A peroxovanadium compound stimulates muscle glucose transport as powerfully as insulin and contractions combined

Stimulation of glucose transport by insulin involves tyrosine phosphorylation of the insulin receptor (IR) and IR substrates (IRSs). Peroxovanadates inhibit tyrosine phosphatases, also resulting in tyrosine phosphorylation of the IRSs. Muscle contractions stimulate glucose transport by a mechanism independent of the insulin-signaling pathway. We found that the peroxovanadate compound bis-peroxovanadium,1,10-phenanthrolene [bpV(phen)] stimulates glucose transport to the same extent as the additive effects of maximal insulin and contraction stimuli.
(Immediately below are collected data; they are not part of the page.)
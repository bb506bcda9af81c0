use serde::{Deserialize, Serialize};

use crate::ItemKind;

/// Identifier of a floor block produced by the tile generator.
#[derive(Clone, Copy, Debug, PartialEq, Eq, Hash, Serialize, Deserialize)]
pub struct FloorId(u16);

impl FloorId {
    /// Creates a floor identifier.
    #[must_use]
    pub const fn new(value: u16) -> Self {
        Self(value)
    }

    /// Numeric representation of the identifier.
    #[must_use]
    pub const fn get(&self) -> u16 {
        self.0
    }
}

/// Identifier of a wall block produced by the tile generator.
#[derive(Clone, Copy, Debug, PartialEq, Eq, Hash, Serialize, Deserialize)]
pub struct WallId(u16);

impl WallId {
    /// Absence of a wall.
    pub const AIR: Self = Self(0);

    /// Creates a wall identifier.
    #[must_use]
    pub const fn new(value: u16) -> Self {
        Self(value)
    }

    /// Numeric representation of the identifier.
    #[must_use]
    pub const fn get(&self) -> u16 {
        self.0
    }

    /// Reports whether the identifier denotes an empty wall slot.
    #[must_use]
    pub const fn is_air(&self) -> bool {
        self.0 == 0
    }
}

/// Faction owning a tile or a structure.
#[derive(Clone, Copy, Debug, Default, PartialEq, Eq, Hash, Serialize, Deserialize)]
pub enum Team {
    /// Unowned terrain.
    #[default]
    Neutral,
    /// Structures built by the player.
    Player,
    /// Structures and units belonging to the attacking waves.
    Enemy,
}

/// Terrain produced by the external tile generator for a single tile.
#[derive(Clone, Copy, Debug, PartialEq, Eq, Hash)]
pub struct GeneratedTile {
    /// Floor placed on the tile.
    pub floor: FloorId,
    /// Wall placed on the tile, [`WallId::AIR`] when open.
    pub wall: WallId,
    /// Terrain height level.
    pub elevation: u8,
}

/// External procedural generator consulted for every freshly generated tile.
///
/// Implementations must be pure functions of their inputs so previews and
/// expansions agree on terrain without sharing state.
pub trait TileGenerator: Send + Sync {
    /// Generates the tile at `(local_x, local_y)` inside the sector cell `(sector_x, sector_y)`.
    fn generate(
        &self,
        sector_x: i32,
        sector_y: i32,
        local_x: u32,
        local_y: u32,
        with_ores: bool,
        ores: &[ItemKind],
    ) -> GeneratedTile;
}

/// Coordinate transform mapping packed tile indices between two buffer layouts.
///
/// Indices are row-major (`x + y * width`). The transform moves every tile of
/// the old layout by the shift so it lands on the same logical tile of the new
/// layout.
#[derive(Clone, Copy, Debug, PartialEq, Eq)]
pub struct TileTransform {
    /// Width of the layout the indices were recorded against.
    pub old_width: u32,
    /// Height of the layout the indices were recorded against.
    pub old_height: u32,
    /// Width of the layout the indices are remapped into.
    pub new_width: u32,
    /// Height of the layout the indices are remapped into.
    pub new_height: u32,
    /// Column offset applied to every tile.
    pub shift_x: u32,
    /// Row offset applied to every tile.
    pub shift_y: u32,
}

impl TileTransform {
    /// Remaps an index of the old layout, returning `None` when it does not
    /// address a tile of either layout.
    #[must_use]
    pub fn apply(&self, index: u32) -> Option<u32> {
        if self.old_width == 0 {
            return None;
        }
        let x = index % self.old_width;
        let y = index / self.old_width;
        if y >= self.old_height {
            return None;
        }
        let x = x.checked_add(self.shift_x)?;
        let y = y.checked_add(self.shift_y)?;
        if x >= self.new_width || y >= self.new_height {
            return None;
        }
        y.checked_mul(self.new_width)?.checked_add(x)
    }
}

/// Building occupying a tile, possibly linked to other tiles of the buffer.
#[derive(Clone, Debug, PartialEq, Eq, Serialize, Deserialize)]
pub struct Structure {
    block: u16,
    links: Vec<u32>,
}

impl Structure {
    /// Creates a structure of the provided block kind linked to the listed tile indices.
    #[must_use]
    pub fn new(block: u16, links: Vec<u32>) -> Self {
        Self { block, links }
    }

    /// Block kind of the structure.
    #[must_use]
    pub const fn block(&self) -> u16 {
        self.block
    }

    /// Packed tile indices this structure references.
    #[must_use]
    pub fn links(&self) -> &[u32] {
        &self.links
    }

    /// Re-links every referenced tile through the transform.
    ///
    /// Links that no longer address a tile are dropped.
    pub fn transform_links(&mut self, transform: &TileTransform) {
        self.links = self
            .links
            .iter()
            .filter_map(|link| transform.apply(*link))
            .collect();
    }
}

/// Single tile of the authoritative world buffer.
#[derive(Clone, Debug, PartialEq, Eq, Serialize, Deserialize)]
pub struct Tile {
    x: u32,
    y: u32,
    floor: FloorId,
    wall: WallId,
    elevation: u8,
    team: Team,
    structure: Option<Structure>,
}

impl Tile {
    /// Creates an unowned tile from generated terrain.
    #[must_use]
    pub fn generated(x: u32, y: u32, terrain: GeneratedTile) -> Self {
        Self {
            x,
            y,
            floor: terrain.floor,
            wall: terrain.wall,
            elevation: terrain.elevation,
            team: Team::Neutral,
            structure: None,
        }
    }

    /// Column within the buffer.
    #[must_use]
    pub const fn x(&self) -> u32 {
        self.x
    }

    /// Row within the buffer.
    #[must_use]
    pub const fn y(&self) -> u32 {
        self.y
    }

    /// Floor block.
    #[must_use]
    pub const fn floor(&self) -> FloorId {
        self.floor
    }

    /// Wall block.
    #[must_use]
    pub const fn wall(&self) -> WallId {
        self.wall
    }

    /// Terrain height level.
    #[must_use]
    pub const fn elevation(&self) -> u8 {
        self.elevation
    }

    /// Owning team.
    #[must_use]
    pub const fn team(&self) -> Team {
        self.team
    }

    /// Structure built on the tile, if any.
    #[must_use]
    pub fn structure(&self) -> Option<&Structure> {
        self.structure.as_ref()
    }

    /// Places a structure owned by `team`, replacing any previous one.
    pub fn place_structure(&mut self, team: Team, structure: Structure) {
        self.team = team;
        self.structure = Some(structure);
    }

    /// Moves the tile to a new buffer position and re-links its structure.
    pub fn relocate(&mut self, x: u32, y: u32, transform: &TileTransform) {
        self.x = x;
        self.y = y;
        if let Some(structure) = self.structure.as_mut() {
            structure.transform_links(transform);
        }
    }
}

/// Dense row-major tile buffer covering a sector's footprint.
#[derive(Clone, Debug, Default, PartialEq, Eq)]
pub struct TileBuffer {
    width: u32,
    height: u32,
    tiles: Vec<Tile>,
}

impl TileBuffer {
    /// Assembles a buffer from tiles in row-major order.
    ///
    /// Returns `None` when the tile count does not match the dimensions or a
    /// tile's stored coordinates disagree with its slot.
    #[must_use]
    pub fn from_tiles(width: u32, height: u32, tiles: Vec<Tile>) -> Option<Self> {
        let expected = usize::try_from(u64::from(width) * u64::from(height)).ok()?;
        if tiles.len() != expected {
            return None;
        }
        let consistent = tiles.iter().enumerate().all(|(index, tile)| {
            let column = index % width.max(1) as usize;
            let row = index / width.max(1) as usize;
            tile.x as usize == column && tile.y as usize == row
        });
        consistent.then_some(Self {
            width,
            height,
            tiles,
        })
    }

    /// Width in tiles.
    #[must_use]
    pub const fn width(&self) -> u32 {
        self.width
    }

    /// Height in tiles.
    #[must_use]
    pub const fn height(&self) -> u32 {
        self.height
    }

    /// Reports whether the buffer holds no tiles.
    #[must_use]
    pub fn is_empty(&self) -> bool {
        self.tiles.is_empty()
    }

    /// Tile at the provided position.
    #[must_use]
    pub fn get(&self, x: u32, y: u32) -> Option<&Tile> {
        self.index(x, y).and_then(|index| self.tiles.get(index))
    }

    /// Tiles in row-major order.
    #[must_use]
    pub fn tiles(&self) -> &[Tile] {
        &self.tiles
    }

    /// Consumes the buffer, yielding its tiles in row-major order.
    #[must_use]
    pub fn into_tiles(self) -> Vec<Tile> {
        self.tiles
    }

    fn index(&self, x: u32, y: u32) -> Option<usize> {
        if x < self.width && y < self.height {
            let row = usize::try_from(y).ok()?;
            let column = usize::try_from(x).ok()?;
            let width = usize::try_from(self.width).ok()?;
            Some(row * width + column)
        } else {
            None
        }
    }
}

/// Partially populated buffer used while a layout is being rebuilt.
#[derive(Debug)]
pub struct TileBufferBuilder {
    width: u32,
    height: u32,
    slots: Vec<Option<Tile>>,
}

impl TileBufferBuilder {
    /// Allocates an empty layout of the provided dimensions.
    #[must_use]
    pub fn new(width: u32, height: u32) -> Self {
        let capacity = usize::try_from(u64::from(width) * u64::from(height)).unwrap_or(0);
        Self {
            width,
            height,
            slots: vec![None; capacity],
        }
    }

    /// Width of the layout in tiles.
    #[must_use]
    pub const fn width(&self) -> u32 {
        self.width
    }

    /// Height of the layout in tiles.
    #[must_use]
    pub const fn height(&self) -> u32 {
        self.height
    }

    /// Stores a tile at its recorded position, returning `false` when it lies outside the layout.
    pub fn place(&mut self, tile: Tile) -> bool {
        let Some(index) = self.index(tile.x, tile.y) else {
            return false;
        };
        self.slots[index] = Some(tile);
        true
    }

    /// Number of slots that have not been populated yet.
    #[must_use]
    pub fn vacant(&self) -> usize {
        self.slots.iter().filter(|slot| slot.is_none()).count()
    }

    /// Completes the layout, filling any vacant slot through `fill`.
    #[must_use]
    pub fn finish(self, mut fill: impl FnMut(u32, u32) -> Tile) -> TileBuffer {
        let width = self.width;
        let tiles = self
            .slots
            .into_iter()
            .enumerate()
            .map(|(index, slot)| {
                slot.unwrap_or_else(|| {
                    let index = index as u32;
                    fill(index % width, index / width)
                })
            })
            .collect();
        TileBuffer {
            width: self.width,
            height: self.height,
            tiles,
        }
    }

    fn index(&self, x: u32, y: u32) -> Option<usize> {
        if x < self.width && y < self.height {
            usize::try_from(u64::from(y) * u64::from(self.width) + u64::from(x)).ok()
        } else {
            None
        }
    }
}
Translocation of GLUT4 to the cell surface mediates stimulation of glucose transport. There is evidence suggesting there are separate insulin- and contraction-stimulated pools of GLUT4-containing vesicles. We tested the hypothesis that bpV (phen) stimulates both the insulin- and the contraction-activated pathways. Stimulation of glucose transport and GLUT4 translocation by bpV(phen) was completely blocked by the phosphatidylinositol. 3-kinase (PI 3-K) inhibitors wortmannin and LY294002. The combined effect of bpV(phen) and contractions was no greater than that of bpV(phen) alone. Activation of the IRS-PI 3-K signaling pathway was much greater with bpV(phen) than with insulin. Our results suggest that the GLUT4 vesicles that are normally translocated in response to contractions but not insulin can respond to the signal generated via the IRS-PI 3-K pathway if it is sufficiently powerful.